Research project
Democratic deconsolidation at work? Understanding the relationship between voice in the workplace and political engagement across the UK’s social divides
- Start date: 1 January 2021
- End date: 31 August 2022
- Principal investigator: Charles Umney
- Co-investigators: Vera Trappmann; Kate Hardy; Jo Cutter; Alex Beresford (School of Politics and International Studies)
Description
This project is a preparatory study that sits at the crossroads of political science, social policy, sociology of work and employment, economic geography and industrial relations. This preparatory study will involve the development of a systematic interdisciplinary literature review and approximately ten scoping interviews across sectors that will act as case studies to inform future research.
Political Science literature increasingly highlights problems of “democratic deconsolidation” (Foa and Mounk, 2016); the idea that populations in developed capitalist democracies are becoming less wedded to democratic political norms. This is often associated with issues like the apparent traction of “populist” political projects. One source of democratic deconsolidation is the “epistemic violence” whereby marginalised sections of the community find their voice in political expression is disregarded (Fricker, 2007).
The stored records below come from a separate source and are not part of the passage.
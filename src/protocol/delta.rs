// Delta stream encoding: tagged Match / Literal / Finished records.
//
// `DeltaWriter` is a `DeltaSink` that emits one record per callback, so the
// diff engine can write straight to the wire.  `DeltaReader` decodes a
// stream back into events; `read_delta` replays it into any sink.

use std::io::{Read, Write};

use log::{debug, trace};

use super::{
    TAG_FINISHED, TAG_LITERAL, TAG_MATCH, read_u8, read_wire_len, to_wire_len, write_i32,
    write_u8,
};
use crate::error::SyncError;
use crate::sink::{DeltaEvent, DeltaSink};

// ---------------------------------------------------------------------------
// Writer
// ---------------------------------------------------------------------------

/// Sink that serializes events to a byte stream.
///
/// `on_start` writes nothing; `on_finish` writes the Finished tag and
/// flushes the underlying writer.
pub struct DeltaWriter<W: Write> {
    out: W,
    records: u64,
}

impl<W: Write> DeltaWriter<W> {
    /// Wrap an output stream.
    pub fn new(out: W) -> Self {
        Self { out, records: 0 }
    }

    /// Records written so far, Finished included.
    pub fn records_written(&self) -> u64 {
        self.records
    }

    /// Return the output stream.
    pub fn into_inner(self) -> W {
        self.out
    }
}

impl<W: Write> DeltaSink for DeltaWriter<W> {
    fn on_match(&mut self, index: u32) -> Result<(), SyncError> {
        let index = to_wire_len("block index", index as usize)?;
        write_u8(&mut self.out, TAG_MATCH)?;
        write_i32(&mut self.out, index)?;
        self.records += 1;
        Ok(())
    }

    fn on_different(&mut self, data: &[u8]) -> Result<(), SyncError> {
        // Empty literals carry no information and are not valid on the wire.
        if data.is_empty() {
            return Ok(());
        }
        let len = to_wire_len("literal length", data.len())?;
        write_u8(&mut self.out, TAG_LITERAL)?;
        write_i32(&mut self.out, len)?;
        self.out.write_all(data)?;
        self.records += 1;
        Ok(())
    }

    fn on_finish(&mut self) -> Result<(), SyncError> {
        write_u8(&mut self.out, TAG_FINISHED)?;
        self.out.flush()?;
        self.records += 1;
        debug!("protocol: wrote delta stream of {} records", self.records);
        Ok(())
    }
}

/// Encode one event.
pub fn write_event<W: Write>(w: &mut W, event: &DeltaEvent) -> Result<(), SyncError> {
    event.dispatch(&mut DeltaWriter::new(w))
}

// ---------------------------------------------------------------------------
// Reader
// ---------------------------------------------------------------------------

/// Decode one record.
///
/// An unknown tag fails with [`SyncError::UnknownTag`] after consuming only
/// the tag byte.
pub fn read_event<R: Read>(r: &mut R) -> Result<DeltaEvent, SyncError> {
    match read_u8(r)? {
        TAG_MATCH => {
            let index = read_wire_len(r, "block index")?;
            Ok(DeltaEvent::Match(index))
        }
        TAG_LITERAL => {
            let len = read_wire_len(r, "literal length")?;
            if len == 0 {
                return Err(SyncError::InvalidLength {
                    field: "literal length",
                    value: 0,
                });
            }
            // Grow as bytes arrive rather than trusting the length up front.
            let mut data = Vec::new();
            r.by_ref().take(u64::from(len)).read_to_end(&mut data)?;
            if data.len() < len as usize {
                return Err(std::io::Error::new(
                    std::io::ErrorKind::UnexpectedEof,
                    format!("literal truncated: {} of {len} bytes", data.len()),
                )
                .into());
            }
            Ok(DeltaEvent::Literal(data))
        }
        TAG_FINISHED => Ok(DeltaEvent::Finished),
        tag => Err(SyncError::UnknownTag(tag)),
    }
}

/// Iterator over the records of a delta stream.
///
/// Ends after yielding `Finished` or the first error.
pub struct DeltaReader<R: Read> {
    inner: R,
    done: bool,
}

impl<R: Read> DeltaReader<R> {
    /// Wrap an input stream positioned at the first record.
    pub fn new(inner: R) -> Self {
        Self { inner, done: false }
    }

    /// Return the input stream, positioned after the last record read.
    pub fn into_inner(self) -> R {
        self.inner
    }
}

impl<R: Read> Iterator for DeltaReader<R> {
    type Item = Result<DeltaEvent, SyncError>;

    fn next(&mut self) -> Option<Self::Item> {
        if self.done {
            return None;
        }
        let event = read_event(&mut self.inner);
        if matches!(event, Ok(DeltaEvent::Finished) | Err(_)) {
            self.done = true;
        }
        Some(event)
    }
}

impl<R: Read> std::iter::FusedIterator for DeltaReader<R> {}

/// Replay a delta stream into `sink`.
///
/// Calls `on_start`, then one callback per record; `on_finish` is called when
/// the Finished tag is read.  Returns the number of records read.
pub fn read_delta<R: Read, S: DeltaSink>(r: &mut R, mut sink: S) -> Result<u64, SyncError> {
    sink.on_start()?;
    let mut records = 0u64;
    for event in DeltaReader::new(r) {
        let event = event?;
        trace!("protocol: read {event:?}");
        records += 1;
        event.dispatch(&mut sink)?;
    }
    debug!("protocol: read delta stream of {records} records");
    Ok(records)
}

// ---------------------------------------------------------------------------
// Tests
// ---------------------------------------------------------------------------
// Block catalog: the baseline side's description of its content.
//
// The baseline is read sequentially in chunks of exactly `block_size` bytes.
// Every complete chunk becomes one `Block` (weak checksum + strong hash), in
// read order, so block `i` covers baseline bytes `i * block_size ..
// (i + 1) * block_size`.
//
// A final chunk shorter than `block_size` is excluded: those trailing bytes
// are never matchable and the diff engine sends them as literals instead.
// Only the bytes read in the current iteration are ever hashed.

use std::io::{self, Read};

use log::debug;

use crate::config::validate_block_size;
use crate::error::SyncError;
use crate::hash::rolling;
use crate::hash::strong::StrongHash;
use crate::hash::table::{BlockIndex, block_index};

// ---------------------------------------------------------------------------
// Block
// ---------------------------------------------------------------------------

/// One fixed-length slice of the baseline.
#[derive(Debug, Clone, Copy, PartialEq, Eq, Hash)]
pub struct Block {
    /// Weak rolling checksum of the block.
    pub weak: u64,
    /// Strong hash of the block.
    pub strong: StrongHash,
}

impl Block {
    /// Compute both checksums for `data`.
    pub fn compute(data: &[u8]) -> Self {
        Self {
            weak: rolling::checksum(data),
            strong: StrongHash::compute(data),
        }
    }
}

// ---------------------------------------------------------------------------
// BlockCatalog
// ---------------------------------------------------------------------------

/// Ordered, immutable list of baseline blocks plus a weak-checksum index.
///
/// Safe to share across threads; every diff session only reads it.
#[derive(Debug, Clone, Default)]
pub struct BlockCatalog {
    blocks: Vec<Block>,
    index: BlockIndex,
}

impl BlockCatalog {
    /// Build a catalog by reading `reader` to the end.
    pub fn build<R: Read>(mut reader: R, block_size: usize) -> Result<Self, SyncError> {
        validate_block_size(block_size)?;

        let mut blocks = Vec::new();
        let mut buf = vec![0u8; block_size];
        let mut tail = 0usize;
        loop {
            let n = read_chunk(&mut reader, &mut buf)?;
            if n < block_size {
                tail = n;
                break;
            }
            block_index(blocks.len())?;
            blocks.push(Block::compute(&buf));
        }

        let catalog = Self::from_blocks(blocks)?;
        debug!(
            "catalog: {} blocks of {block_size} bytes ({} distinct weak checksums), \
             {tail} trailing bytes excluded",
            catalog.len(),
            catalog.index.distinct()
        );
        Ok(catalog)
    }

    /// Build a catalog over an in-memory baseline.
    pub fn from_slice(data: &[u8], block_size: usize) -> Result<Self, SyncError> {
        Self::build(data, block_size)
    }

    /// Wrap an existing block list (e.g. one decoded from the wire).
    ///
    /// Fails if the list holds more blocks than a `u32` index can address.
    pub fn from_blocks(blocks: Vec<Block>) -> Result<Self, SyncError> {
        let index = BlockIndex::build(blocks.iter().map(|b| b.weak))?;
        Ok(Self { blocks, index })
    }

    /// Number of blocks.
    pub fn len(&self) -> usize {
        self.blocks.len()
    }

    /// True if the baseline had no complete block.
    pub fn is_empty(&self) -> bool {
        self.blocks.is_empty()
    }

    /// Block at `index`.
    pub fn get(&self, index: u32) -> Option<&Block> {
        self.blocks.get(index as usize)
    }

    /// All blocks in catalog order.
    pub fn blocks(&self) -> &[Block] {
        &self.blocks
    }

    /// Iterate blocks in catalog order.
    pub fn iter(&self) -> std::slice::Iter<'_, Block> {
        self.blocks.iter()
    }

    /// Cheap pre-filter: could any block match a window with this checksum?
    #[inline]
    pub fn has_weak(&self, weak: u64) -> bool {
        self.index.contains(weak)
    }

    /// Find the lowest-index block whose weak checksum is `weak` and whose
    /// strong hash equals that of `window`.
    ///
    /// The strong hash of `window` is computed at most once, and only if
    /// some block shares the weak checksum.
    pub fn find_match(&self, weak: u64, window: &[u8]) -> Option<u32> {
        if !self.has_weak(weak) {
            return None;
        }
        let strong = StrongHash::compute(window);
        self.index
            .candidates(weak)
            .iter()
            .copied()
            .find(|&i| self.blocks[i as usize].strong == strong)
    }
}

impl PartialEq for BlockCatalog {
    fn eq(&self, other: &Self) -> bool {
        self.blocks == other.blocks
    }
}

impl Eq for BlockCatalog {}

impl<'a> IntoIterator for &'a BlockCatalog {
    type Item = &'a Block;
    type IntoIter = std::slice::Iter<'a, Block>;

    fn into_iter(self) -> Self::IntoIter {
        self.blocks.iter()
    }
}

/// Fill `buf` from `reader`, tolerating short reads.
///
/// Returns the number of bytes placed in `buf`; less than `buf.len()` only
/// at end of input.
pub(crate) fn read_chunk<R: Read>(reader: &mut R, buf: &mut [u8]) -> io::Result<usize> {
    let mut filled = 0;
    while filled < buf.len() {
        match reader.read(&mut buf[filled..]) {
            Ok(0) => break,
            Ok(n) => filled += n,
            Err(e) if e.kind() == io::ErrorKind::Interrupted => continue,
            Err(e) => return Err(e),
        }
    }
    Ok(filled)
}

// ---------------------------------------------------------------------------
// Tests
// ---------------------------------------------------------------------------

#[cfg(test)]
mod tests {
    use super::*;

    /// Reader that hands out at most `step` bytes per call.
    struct Trickle<'a> {
        data: &'a [u8],
        step: usize,
    }

    impl Read for Trickle<'_> {
        fn read(&mut self, buf: &mut [u8]) -> io::Result<usize> {
            let n = buf.len().min(self.step).min(self.data.len());
            buf[..n].copy_from_slice(&self.data[..n]);
            self.data = &self.data[n..];
            Ok(n)
        }
    }

    #[test]
    fn blocks_in_read_order() {
        let data: Vec<u8> = (0..32u8).collect();
        let cat = BlockCatalog::from_slice(&data, 8).unwrap();
        assert_eq!(cat.len(), 4);
        for (i, block) in cat.iter().enumerate() {
            assert_eq!(*block, Block::compute(&data[i * 8..(i + 1) * 8]));
        }
    }

    #[test]
    fn short_tail_is_excluded() {
        let data: Vec<u8> = (0..30u8).collect();
        let cat = BlockCatalog::from_slice(&data, 8).unwrap();
        assert_eq!(cat.len(), 3);
        assert_eq!(cat.get(2), Some(&Block::compute(&data[16..24])));
        assert!(cat.get(3).is_none());
    }

    #[test]
    fn short_tail_does_not_see_stale_bytes() {
        // A tail that would equal the previous block if the buffer were reused
        // without truncation must not add a block.
        let data = b"ABCDABCDAB";
        let cat = BlockCatalog::from_slice(data, 4).unwrap();
        assert_eq!(cat.len(), 2);
    }

    #[test]
    fn baseline_shorter_than_block() {
        let cat = BlockCatalog::from_slice(b"abc", 8).unwrap();
        assert!(cat.is_empty());
        let cat = BlockCatalog::from_slice(b"", 8).unwrap();
        assert!(cat.is_empty());
    }

    #[test]
    fn short_reads_still_form_whole_blocks() {
        let data: Vec<u8> = (0..64u8).collect();
        let trickled = BlockCatalog::build(Trickle { data: &data, step: 3 }, 16).unwrap();
        let direct = BlockCatalog::from_slice(&data, 16).unwrap();
        assert_eq!(trickled, direct);
    }

    #[test]
    fn deterministic() {
        let data: Vec<u8> = (0..1000u32).map(|i| (i * 7 % 251) as u8).collect();
        let a = BlockCatalog::from_slice(&data, 37).unwrap();
        let b = BlockCatalog::from_slice(&data, 37).unwrap();
        assert_eq!(a, b);
        assert_eq!(a.blocks(), b.blocks());
    }

    #[test]
    fn zero_block_size_rejected() {
        let err = BlockCatalog::from_slice(b"data", 0).unwrap_err();
        assert!(matches!(err, SyncError::InvalidBlockSize(0)));
    }

    #[test]
    fn find_match_prefers_lowest_index() {
        let data = b"abcdXXXXabcdabcd";
        let cat = BlockCatalog::from_slice(data, 4).unwrap();
        let weak = rolling::checksum(b"abcd");
        assert_eq!(cat.find_match(weak, b"abcd"), Some(0));
        assert_eq!(cat.find_match(rolling::checksum(b"XXXX"), b"XXXX"), Some(1));
    }

    #[test]
    fn find_match_rejects_weak_collision() {
        // Both windows have a = 2 and b = 4.
        let cat = BlockCatalog::from_slice(&[1, 0, 1], 3).unwrap();
        let weak = rolling::checksum(&[1, 0, 1]);
        assert_eq!(weak, rolling::checksum(&[0, 2, 0]));
        assert!(cat.has_weak(weak));
        assert_eq!(cat.find_match(weak, &[0, 2, 0]), None);
        assert_eq!(cat.find_match(weak, &[1, 0, 1]), Some(0));
        assert!(!cat.has_weak(weak + 1));
    }

    #[test]
    fn catalog_is_send_and_sync() {
        fn assert_send_sync<T: Send + Sync>() {}
        assert_send_sync::<BlockCatalog>();
    }
}
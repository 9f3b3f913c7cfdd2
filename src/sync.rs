// Whole-buffer helpers over the full signature -> delta -> patch pipeline.
//
// Each step goes through the wire format, so the output of one helper is
// exactly what the other end of a session would receive.

use std::io::Write;

use crate::catalog::BlockCatalog;
use crate::engine::{self, DiffStats};
use crate::error::SyncError;
use crate::protocol::blocks;
use crate::protocol::delta::{self, DeltaWriter};
use crate::sink::Reconstructor;

/// Build the catalog of `basis` and encode it for the wire.
pub fn signature_all(basis: &[u8], block_size: usize) -> Result<Vec<u8>, SyncError> {
    let catalog = BlockCatalog::from_slice(basis, block_size)?;
    blocks::encode_blocks(&catalog)
}

/// Diff `new` against a catalog and write the encoded delta stream to `out`.
pub fn encode_all<W: Write>(
    out: &mut W,
    catalog: &BlockCatalog,
    new: &[u8],
    block_size: usize,
) -> Result<DiffStats, SyncError> {
    engine::diff(catalog, block_size, new, DeltaWriter::new(out))
}

/// Decode a wire catalog, diff `new` against it and return the delta stream.
pub fn delta_all(signature: &[u8], new: &[u8], block_size: usize) -> Result<Vec<u8>, SyncError> {
    let catalog = blocks::read_blocks(&mut &signature[..])?;
    let mut out = Vec::new();
    encode_all(&mut out, &catalog, new, block_size)?;
    Ok(out)
}

/// Apply an encoded delta stream to `basis` and return the new content.
pub fn patch_all(basis: &[u8], delta: &[u8], block_size: usize) -> Result<Vec<u8>, SyncError> {
    let mut rec = Reconstructor::new(basis, Vec::new(), block_size)?;
    delta::read_delta(&mut &delta[..], &mut rec)?;
    Ok(rec.into_inner())
}
//! Background task dispatch and polling.
//!
//! Heavy work (decode, transform recompute, export) runs as discrete
//! blocking jobs on a small rayon pool. Results travel back over `mpsc`
//! channels and the interactive thread observes them by polling, so a
//! task's lifecycle is always visible as an explicit [`TaskStatus`].

use std::sync::mpsc::{self, Receiver, TryRecvError};
use std::sync::Arc;

use rayon::{ThreadPool, ThreadPoolBuilder};
use thiserror::Error;

/// Worker threads for the editor pool. Enough for one in-flight job per
/// concern (load, preview, export) without oversubscribing the host.
const POOL_THREADS: usize = 2;

#[derive(Debug, Error)]
pub enum TaskError {
    #[error("Failed to build worker pool: {0}")]
    Pool(String),
}

/// Observable lifecycle of one background operation.
#[derive(Debug, Clone, PartialEq)]
pub enum TaskStatus<T> {
    Idle,
    Running,
    Done(T),
    Failed(String),
}

impl<T> TaskStatus<T> {
    pub fn is_running(&self) -> bool {
        matches!(self, TaskStatus::Running)
    }
}

/// Handle to one dispatched job. Poll it from the interactive thread;
/// once it reports `Done` or `Failed` the handle is spent.
pub struct BackgroundTask<T> {
    rx: Receiver<Result<T, String>>,
    finished: bool,
}

impl<T> BackgroundTask<T> {
    /// Non-blocking check for the job's result.
    ///
    /// Returns `Running` while the job is still executing, `Done`/`Failed`
    /// exactly once when it completes, and `Idle` on every poll after
    /// that.
    pub fn poll(&mut self) -> TaskStatus<T> {
        if self.finished {
            return TaskStatus::Idle;
        }
        match self.rx.try_recv() {
            Ok(Ok(value)) => {
                self.finished = true;
                TaskStatus::Done(value)
            }
            Ok(Err(reason)) => {
                self.finished = true;
                TaskStatus::Failed(reason)
            }
            Err(TryRecvError::Empty) => TaskStatus::Running,
            Err(TryRecvError::Disconnected) => {
                self.finished = true;
                TaskStatus::Failed("worker disconnected".to_string())
            }
        }
    }

    /// Block until the job completes. Test and shutdown helper; the
    /// interactive path always polls.
    pub fn wait(mut self) -> TaskStatus<T> {
        if self.finished {
            return TaskStatus::Idle;
        }
        self.finished = true;
        match self.rx.recv() {
            Ok(Ok(value)) => TaskStatus::Done(value),
            Ok(Err(reason)) => TaskStatus::Failed(reason),
            Err(_) => TaskStatus::Failed("worker disconnected".to_string()),
        }
    }
}

/// Fixed-size worker pool for discrete CPU-bound jobs.
#[derive(Clone)]
pub struct WorkerPool {
    pool: Arc<ThreadPool>,
}

impl WorkerPool {
    pub fn new() -> Result<Self, TaskError> {
        let pool = ThreadPoolBuilder::new()
            .num_threads(POOL_THREADS)
            .build()
            .map_err(|e| TaskError::Pool(e.to_string()))?;
        Ok(Self {
            pool: Arc::new(pool),
        })
    }

    /// Dispatch one job. The job's `Err` string becomes the task's
    /// `Failed` reason; nothing is retried.
    pub fn dispatch<T, F>(&self, job: F) -> BackgroundTask<T>
    where
        T: Send + 'static,
        F: FnOnce() -> Result<T, String> + Send + 'static,
    {
        let (tx, rx) = mpsc::channel();
        self.pool.spawn(move || {
            // A dropped receiver means the caller abandoned the handle.
            let _ = tx.send(job());
        });
        BackgroundTask {
            rx,
            finished: false,
        }
    }
}
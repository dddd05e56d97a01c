//! Pure image-processing kernel for the LumaKit editor.
//!
//! Every operation here is a value transform over [`RasterBuffer`]s:
//! decoding produces a buffer, each edit takes a buffer (plus parameters)
//! and returns a new one, and export encodes a buffer to JPEG bytes.
//! Nothing in this crate touches threads, timers, or the display; the
//! interactive layer lives in `lumakit-editor`.

pub mod color;
pub mod decode;
pub mod encode;
pub mod export;
pub mod raster;
pub mod text;
pub mod transform;

pub use color::{apply_filter, apply_matrix, ColorMatrix, FilterKind};
pub use decode::{decode_bounds, decode_image, decode_image_bounded, DecodeError};
pub use encode::{encode_jpeg, EncodeError, EXPORT_QUALITY};
pub use export::{export, flatten, ExportError, ExportSink};
pub use raster::RasterBuffer;
pub use text::{LayerEdit, TextLayer, TextLayerSet};
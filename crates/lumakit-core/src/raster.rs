//! Owned pixel storage shared by every stage of the editing pipeline.
//!
//! A [`RasterBuffer`] is a fixed-format raster: 8-bit RGBA plus dimensions.
//! Buffers are never mutated while another reader can observe them; every
//! transform allocates a fresh buffer and callers publish it by replacing
//! their current-image reference.

/// Number of bytes per RGBA pixel.
pub const BYTES_PER_PIXEL: usize = 4;

/// An owned RGBA raster with 8 bits per channel.
#[derive(Debug, Clone, PartialEq, Eq)]
pub struct RasterBuffer {
    /// Image width in pixels.
    pub width: u32,
    /// Image height in pixels.
    pub height: u32,
    /// RGBA pixel data in row-major order (4 bytes per pixel).
    /// Length is always width * height * 4.
    pub pixels: Vec<u8>,
}

impl RasterBuffer {
    /// Create a new RasterBuffer with the given dimensions and pixel data.
    pub fn new(width: u32, height: u32, pixels: Vec<u8>) -> Self {
        debug_assert_eq!(
            pixels.len(),
            width as usize * height as usize * BYTES_PER_PIXEL,
            "Pixel buffer size mismatch"
        );
        Self {
            width,
            height,
            pixels,
        }
    }

    /// Create a buffer filled with a single RGBA color.
    pub fn filled(width: u32, height: u32, rgba: [u8; 4]) -> Self {
        let mut pixels = Vec::with_capacity(width as usize * height as usize * BYTES_PER_PIXEL);
        for _ in 0..width as usize * height as usize {
            pixels.extend_from_slice(&rgba);
        }
        Self {
            width,
            height,
            pixels,
        }
    }

    /// Create a RasterBuffer from an image::RgbaImage.
    pub fn from_rgba_image(img: image::RgbaImage) -> Self {
        let (width, height) = img.dimensions();
        let pixels = img.into_raw();
        Self {
            width,
            height,
            pixels,
        }
    }

    /// Convert to an image::RgbaImage for further processing.
    pub fn to_rgba_image(&self) -> Option<image::RgbaImage> {
        image::RgbaImage::from_raw(self.width, self.height, self.pixels.clone())
    }

    /// Byte offset of the pixel at (x, y).
    #[inline]
    pub fn pixel_offset(&self, x: u32, y: u32) -> usize {
        (y as usize * self.width as usize + x as usize) * BYTES_PER_PIXEL
    }

    /// Read the RGBA value of the pixel at (x, y).
    ///
    /// Coordinates must be in bounds; checked only in debug builds.
    #[inline]
    pub fn pixel(&self, x: u32, y: u32) -> [u8; 4] {
        debug_assert!(x < self.width && y < self.height, "Pixel out of bounds");
        let i = self.pixel_offset(x, y);
        [
            self.pixels[i],
            self.pixels[i + 1],
            self.pixels[i + 2],
            self.pixels[i + 3],
        ]
    }

    /// Get the total number of pixels.
    pub fn pixel_count(&self) -> u32 {
        self.width * self.height
    }

    /// Get the size of the pixel buffer in bytes.
    pub fn byte_size(&self) -> usize {
        self.pixels.len()
    }

    /// Check if this is an empty/invalid image.
    pub fn is_empty(&self) -> bool {
        self.width == 0 || self.height == 0 || self.pixels.is_empty()
    }

    /// Center of the image in pixel coordinates.
    pub fn center(&self) -> (f32, f32) {
        (self.width as f32 / 2.0, self.height as f32 / 2.0)
    }
}
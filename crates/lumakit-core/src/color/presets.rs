//! Named filter presets.
//!
//! Each preset is a fixed [`ColorMatrix`] applied through the same path as
//! the tonal adjustments. The catalog is enumerable in UI order so a host
//! can build a filter strip.

use serde::{Deserialize, Serialize};

use super::matrix::{apply_matrix, ColorMatrix};
use crate::raster::RasterBuffer;

/// The preset color filters, in UI order.
#[derive(Debug, Clone, Copy, PartialEq, Eq, Default, Serialize, Deserialize)]
pub enum FilterKind {
    /// Identity, leaves the image untouched.
    #[default]
    Original,
    /// Desaturate to luminance.
    Grayscale,
    /// Vintage brown tint.
    Sepia,
    /// Red boosted, blue reduced.
    Warm,
    /// Blue boosted, red reduced.
    Cool,
    /// Negative of every channel.
    Invert,
    /// High contrast with a yellow cast.
    Polaroid,
}

impl FilterKind {
    /// Every preset in the order a filter strip shows them.
    pub const ALL: [FilterKind; 7] = [
        FilterKind::Original,
        FilterKind::Grayscale,
        FilterKind::Sepia,
        FilterKind::Warm,
        FilterKind::Cool,
        FilterKind::Invert,
        FilterKind::Polaroid,
    ];

    /// Human-readable name for the filter strip.
    pub fn display_name(self) -> &'static str {
        match self {
            FilterKind::Original => "Original",
            FilterKind::Grayscale => "Grayscale",
            FilterKind::Sepia => "Sepia",
            FilterKind::Warm => "Warm",
            FilterKind::Cool => "Cool",
            FilterKind::Invert => "Invert",
            FilterKind::Polaroid => "Polaroid",
        }
    }

    /// The color matrix realizing this preset.
    #[rustfmt::skip]
    pub fn matrix(self) -> ColorMatrix {
        match self {
            FilterKind::Original => ColorMatrix::identity(),
            FilterKind::Grayscale => ColorMatrix::saturation(0.0),
            FilterKind::Sepia => ColorMatrix([
                0.393, 0.769, 0.189, 0.0, 0.0,
                0.349, 0.686, 0.168, 0.0, 0.0,
                0.272, 0.534, 0.131, 0.0, 0.0,
                0.0,   0.0,   0.0,   1.0, 0.0,
            ]),
            FilterKind::Warm => ColorMatrix([
                1.1, 0.0, 0.0, 0.0, 0.0,
                0.0, 1.0, 0.0, 0.0, 0.0,
                0.0, 0.0, 0.9, 0.0, 0.0,
                0.0, 0.0, 0.0, 1.0, 0.0,
            ]),
            FilterKind::Cool => ColorMatrix([
                0.9, 0.0, 0.0, 0.0, 0.0,
                0.0, 1.0, 0.0, 0.0, 0.0,
                0.0, 0.0, 1.1, 0.0, 0.0,
                0.0, 0.0, 0.0, 1.0, 0.0,
            ]),
            FilterKind::Invert => ColorMatrix([
                -1.0, 0.0,  0.0,  0.0, 255.0,
                0.0,  -1.0, 0.0,  0.0, 255.0,
                0.0,  0.0,  -1.0, 0.0, 255.0,
                0.0,  0.0,  0.0,  1.0, 0.0,
            ]),
            FilterKind::Polaroid => {
                // Contrast 1.2 with asymmetric channel gains and a warm
                // offset pair that cuts blue for the yellow cast.
                let contrast = 1.2;
                let translate = 128.0 * (1.0 - contrast);
                ColorMatrix([
                    contrast * 1.0,  0.0, 0.0, 0.0, translate + 10.0,
                    0.0, contrast * 0.95, 0.0, 0.0, translate + 10.0,
                    0.0, 0.0, contrast * 0.8,  0.0, translate - 20.0,
                    0.0, 0.0, 0.0,             1.0, 0.0,
                ])
            }
        }
    }
}

/// Apply a preset filter, producing a new buffer.
///
/// `Original` short-circuits to a clone and is pixel-identical to the
/// input.
pub fn apply_filter(image: &RasterBuffer, filter: FilterKind) -> RasterBuffer {
    if filter == FilterKind::Original {
        return image.clone();
    }
    apply_matrix(image, &filter.matrix())
}
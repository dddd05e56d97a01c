//! Floating text overlays.
//!
//! Layers live in source-bitmap pixel space so their positions survive
//! zoom and pan. The store is copy-on-write: edits build a modified copy
//! and replace the stored entry, never mutating one in place. Rasterizing
//! happens only at export, in [`compositor`].

mod compositor;
mod fonts;
mod layer;

pub use compositor::stamp_layers;
pub use fonts::font_face;
pub use layer::{
    FontFamily, LayerEdit, TextLayer, TextLayerSet, MAX_FONT_SIZE, MIN_FONT_SIZE,
};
In the United Kingdom (and elsewhere), this concern is tied to other demographic, geographical and cultural divides (Jennings and Stoker, 2016) and is increasingly seen as one of the biggest challenges to British society. It is increasingly common to emphasise divisions between so-called “left behind” areas with older populations characterised by post-industrial decline; and metropolitan areas with younger and supposedly more “cosmopolitan” populations (Goodwin and Heath, 2016; Milburn, 2019). This is also increasingly reflected in the new governmental emphasis and concerns about ‘levelling up’, which specifically addresses these regional divides.
There is therefore significant concern about a polarised political landscape where democratic participation appears shallower and more people appear disengaged. The central contribution of this research is to set the workplace- and the concept of collective worker voice- at the heart of addressing this problem. There is evidence that collective worker voice tends to be associated with increased support for democratic values and political participation. This has been supported through attitudinal studies of trade union members (Turner et al, 2019), as well as qualitative studies of the effect of union campaigning on collective political expression (Beresford, 2009; Tapia, 2013). We need to understand whether declining union membership, and decreased participation in union democratic structures, may be an exacerbating factor in wider democratic deconsolidation; particularly in “left-behind” areas which were once dependent on strongly unionised industries. Conversely, while UK union membership remains low, studies of emerging kinds of collective worker voice (whether through established unions, or insurgent and informal kinds of activism in services, retail and “platform” work) suggest that a younger generation may be finding its way to a renewed democratic engagement via the workplace (Cant, 2019; Royle and Rueckert, 2020).
To date, this research has tended to avoid a wider and more ambitious engagement with the current political conjuncture in the UK, which we aim to directly address. While scholars address the work-political voice link in fragmented ways from different angles, there has -to date- been no systematic attempt to examine how these dynamics play out across geographical and social divides in the UK polity. Scaling up and developing this broader perspective is the objective of this research.